Iva Bittova is a violinist, singer, actor, and writer, originally from what is now the Czech Republic, who lives in the Hudson Valley. She has arranged some of her pieces for oboe and viola, making for an unusual texture and color. Her “Hoboj” (“Oboe”) will be heard, along with “Divna Slecinka” (“Strange Young Lady”).

“We really tried to go for some fall colors in this program,” Mr. Smith said, “and that combination of the beautiful auburn sounds of the Faure, which is just one of my favorite pieces, and some of the newer colors, which are incredibly beautiful, like the Still and Bittova -- and the Britten Phantasy, which we don’t hear so often.” He summed up his desires for the concert by appealing to the senses: “So I hope people will come and allow their ears to sink into fall the way perhaps their eyes and their noses have.”

In addition to Mr. Smith on oboe, the artists for this program will be Jennifer Frautschi, violin; Ayane Kozasa, viola; Nina Lee, cello, and Amy Yang, piano. Ms. Kozasa and Ms. Yang will be appearing on the BCM stage for the first time. 

Aside from the fall program for B.C.M., Mr. Smith is working on an unusual and interesting project that will come to fruition on Oct. 28 at National Sawdust in Brooklyn. He explained that “in the '70s and '80s there was an incredible avant-garde classical music scene in East Germany. Since the fall of the Wall, that scene has largely been forgotten; and at the center of that scene was an oboe player. So I’m going to be doing an evening of story-telling, archival footage, interviews that I have recorded, and performance of some of this music. It’s as much about the music as it is about the story of these remarkable, politically engaged musicians.”

On Dec. 9, the series will have a holiday “Festive Baroque” program, highlighting the Italian school of string playing. The music chosen will offer snapshots from the period around 1720. There will be concertos by Scarlatti, Vivaldi, Marcello, and Schiassi, a trio sonata by Corelli, and Vivaldi’s “La Folia,” meaning folly or madness. 
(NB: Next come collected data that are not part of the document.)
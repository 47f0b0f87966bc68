//! CSV snapshots of the roster and forum sources, plus the deletion-candidate
//! review file.
//!
//! Every snapshot starts with a header row that is written for humans and
//! skipped on read; columns are positional.

use std::collections::HashSet;
use std::io::Write;
use std::path::Path;

use chrono::NaiveDate;

use crate::error::ReconError;
use crate::model::{DeletionCandidate, ForumRecord, RecordId, RosterRecord};

pub const ROSTER_HEADER: [&str; 4] = ["id", "first_name", "last_name", "email"];
pub const FORUM_HEADER: [&str; 5] = ["id", "username", "display_name", "email", "last_activity"];
pub const CANDIDATE_HEADER: [&str; 6] =
    ["id", "username", "display_name", "email", "last_activity", "delete"];

pub const DATE_FORMAT: &str = "%Y-%m-%d";

// ---------------------------------------------------------------------------
// Read
// ---------------------------------------------------------------------------

/// Parse a roster snapshot. `snapshot` names the source in error messages.
pub fn load_roster_csv(snapshot: &str, csv_data: &str) -> Result<Vec<RosterRecord>, ReconError> {
    let mut rows = Vec::new();
    let mut seen = HashSet::new();

    for_each_row(snapshot, csv_data, ROSTER_HEADER.len(), |line, record| {
        let id = RecordId::new(&record[0]);
        if !seen.insert(id.clone()) {
            return Err(ReconError::DuplicateId {
                snapshot: snapshot.into(),
                line,
                id: id.0,
            });
        }

        rows.push(RosterRecord {
            id,
            first_name: record[1].to_string(),
            last_name: record[2].to_string(),
            email: record[3].to_string(),
        });
        Ok(())
    })?;

    log::info!("{snapshot}: loaded {} roster members", rows.len());
    Ok(rows)
}

/// Parse a forum snapshot. Ids must be integers and dates `YYYY-MM-DD`.
pub fn load_forum_csv(snapshot: &str, csv_data: &str) -> Result<Vec<ForumRecord>, ReconError> {
    let mut rows = Vec::new();
    let mut seen = HashSet::new();

    for_each_row(snapshot, csv_data, FORUM_HEADER.len(), |line, record| {
        let raw_id = record[0].trim();
        let id: i64 = raw_id.parse().map_err(|_| ReconError::IdParse {
            snapshot: snapshot.into(),
            line,
            value: raw_id.into(),
        })?;
        if !seen.insert(id) {
            return Err(ReconError::DuplicateId {
                snapshot: snapshot.into(),
                line,
                id: raw_id.into(),
            });
        }

        let date_str = record[4].trim();
        let last_activity = NaiveDate::parse_from_str(date_str, DATE_FORMAT).map_err(|_| {
            ReconError::DateParse {
                snapshot: snapshot.into(),
                line,
                record_id: raw_id.into(),
                value: date_str.into(),
            }
        })?;

        rows.push(ForumRecord {
            id: RecordId::new(raw_id),
            username: record[1].to_string(),
            display_name: record[2].to_string(),
            email: record[3].to_string(),
            last_activity,
        });
        Ok(())
    })?;

    log::info!("{snapshot}: loaded {} forum accounts", rows.len());
    Ok(rows)
}

pub fn read_roster_file(path: &Path) -> Result<Vec<RosterRecord>, ReconError> {
    load_roster_csv(&path.display().to_string(), &read_file(path)?)
}

pub fn read_forum_file(path: &Path) -> Result<Vec<ForumRecord>, ReconError> {
    load_forum_csv(&path.display().to_string(), &read_file(path)?)
}

fn read_file(path: &Path) -> Result<String, ReconError> {
    std::fs::read_to_string(path)
        .map_err(|e| ReconError::Io(format!("cannot read {}: {e}", path.display())))
}

/// Walk data rows (header skipped), enforcing an exact column count.
fn for_each_row<F>(snapshot: &str, csv_data: &str, columns: usize, mut f: F) -> Result<(), ReconError>
where
    F: FnMut(u64, &csv::StringRecord) -> Result<(), ReconError>,
{
    let mut reader = csv::ReaderBuilder::new()
        .has_headers(true)
        .flexible(true)
        .from_reader(csv_data.as_bytes());

    for record in reader.records() {
        let record = record.map_err(|e| ReconError::Csv {
            snapshot: snapshot.into(),
            message: e.to_string(),
        })?;
        let line = record.position().map(|p| p.line()).unwrap_or(0);

        if record.len() != columns {
            return Err(ReconError::ColumnCount {
                snapshot: snapshot.into(),
                line,
                expected: columns,
                found: record.len(),
            });
        }

        f(line, &record)?;
    }

    Ok(())
}

// ---------------------------------------------------------------------------
// Write
// ---------------------------------------------------------------------------

pub fn write_roster_csv<W: Write>(out: W, rows: &[RosterRecord]) -> Result<(), ReconError> {
    let mut writer = csv::Writer::from_writer(out);
    writer.write_record(ROSTER_HEADER).map_err(csv_write_err)?;
    for r in rows {
        writer
            .write_record([r.id.as_str(), r.first_name.as_str(), r.last_name.as_str(), r.email.as_str()])
            .map_err(csv_write_err)?;
    }
    writer.flush()?;
    Ok(())
}

pub fn write_forum_csv<W: Write>(out: W, rows: &[ForumRecord]) -> Result<(), ReconError> {
    let mut writer = csv::Writer::from_writer(out);
    writer.write_record(FORUM_HEADER).map_err(csv_write_err)?;
    for r in rows {
        let date = r.last_activity.format(DATE_FORMAT).to_string();
        writer
            .write_record([r.id.as_str(), r.username.as_str(), r.display_name.as_str(), r.email.as_str(), date.as_str()])
            .map_err(csv_write_err)?;
    }
    writer.flush()?;
    Ok(())
}

pub fn write_candidates_csv<W: Write>(out: W, rows: &[DeletionCandidate]) -> Result<(), ReconError> {
    let mut writer = csv::Writer::from_writer(out);
    writer.write_record(CANDIDATE_HEADER).map_err(csv_write_err)?;
    for c in rows {
        let r = &c.record;
        let date = r.last_activity.format(DATE_FORMAT).to_string();
        writer
            .write_record([
                r.id.as_str(),
                r.username.as_str(),
                r.display_name.as_str(),
                r.email.as_str(),
                date.as_str(),
                c.delete.as_str(),
            ])
            .map_err(csv_write_err)?;
    }
    writer.flush()?;
    Ok(())
}

fn csv_write_err(e: csv::Error) -> ReconError {
    ReconError::Io(e.to_string())
}
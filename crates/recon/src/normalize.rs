//! Text canonicalization for name and email comparison.

use std::borrow::Cow;

use unicode_normalization::char::is_combining_mark;
use unicode_normalization::UnicodeNormalization;

/// Strip combining diacritics: canonical decomposition, then drop every
/// combining mark. ASCII input is returned borrowed without decomposing.
pub fn fold_diacritics(text: &str) -> Cow<'_, str> {
    if text.is_ascii() {
        return Cow::Borrowed(text);
    }
    Cow::Owned(text.nfd().filter(|c| !is_combining_mark(*c)).collect())
}

/// Canonical form used for full-name keys: diacritics folded, trimmed,
/// lowercased, whitespace runs collapsed to one space.
pub fn normalize(text: &str) -> String {
    let folded = fold_diacritics(text);
    let lowered = folded.trim().to_lowercase();
    lowered.split_whitespace().collect::<Vec<_>>().join(" ")
}

/// Email keys are only trimmed and lowercased.
pub fn normalize_email(email: &str) -> String {
    email.trim().to_lowercase()
}
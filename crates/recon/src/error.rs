use thiserror::Error;

#[derive(Debug, Error)]
pub enum ReconError {
    /// TOML parse / deserialization error.
    #[error("config parse error: {0}")]
    ConfigParse(String),

    /// Config validation error (zero retention window, etc.).
    #[error("config validation error: {0}")]
    ConfigValidation(String),

    /// A snapshot row does not have the expected number of columns.
    #[error("{snapshot}, line {line}: expected {expected} columns, found {found}")]
    ColumnCount {
        snapshot: String,
        line: u64,
        expected: usize,
        found: usize,
    },

    /// Last-activity date parse error.
    #[error("{snapshot}, line {line}, record '{record_id}': cannot parse date '{value}' (expected YYYY-MM-DD)")]
    DateParse {
        snapshot: String,
        line: u64,
        record_id: String,
        value: String,
    },

    /// Forum ids must be integers.
    #[error("{snapshot}, line {line}: cannot parse id '{value}' as an integer")]
    IdParse { snapshot: String, line: u64, value: String },

    /// The same id appears twice in one snapshot.
    #[error("{snapshot}, line {line}: duplicate id '{id}'")]
    DuplicateId { snapshot: String, line: u64, id: String },

    /// Malformed CSV (bad quoting, invalid UTF-8).
    #[error("{snapshot}: {message}")]
    Csv { snapshot: String, message: String },

    /// IO error (file read, serialization).
    #[error("IO error: {0}")]
    Io(String),
}

impl From<std::io::Error> for ReconError {
    fn from(err: std::io::Error) -> Self {
        Self::Io(err.to_string())
    }
}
The seven-piece chamber ensemble will consist of Ms. Martin, flute; Liam Boisset, oboe; Benjamin Baker, violin; William Hagen, violin; Natalie Loughran, viola; Nicholas Canellakis, cello, and Kenneth Weiss, harpsichord, with Mr. Boisset and Ms. Loughran making their B.C.M. debuts. 

All events are on Saturdays at 5 p.m. at the Bridgehampton Presbyterian Church. Tickets are $75 or $50, or a three-concert subscription from $120; students $10. More information is at bcmf.org or 212-741-9403. 

The website also has a generous “watch and listen” page with excerpts from previous concerts.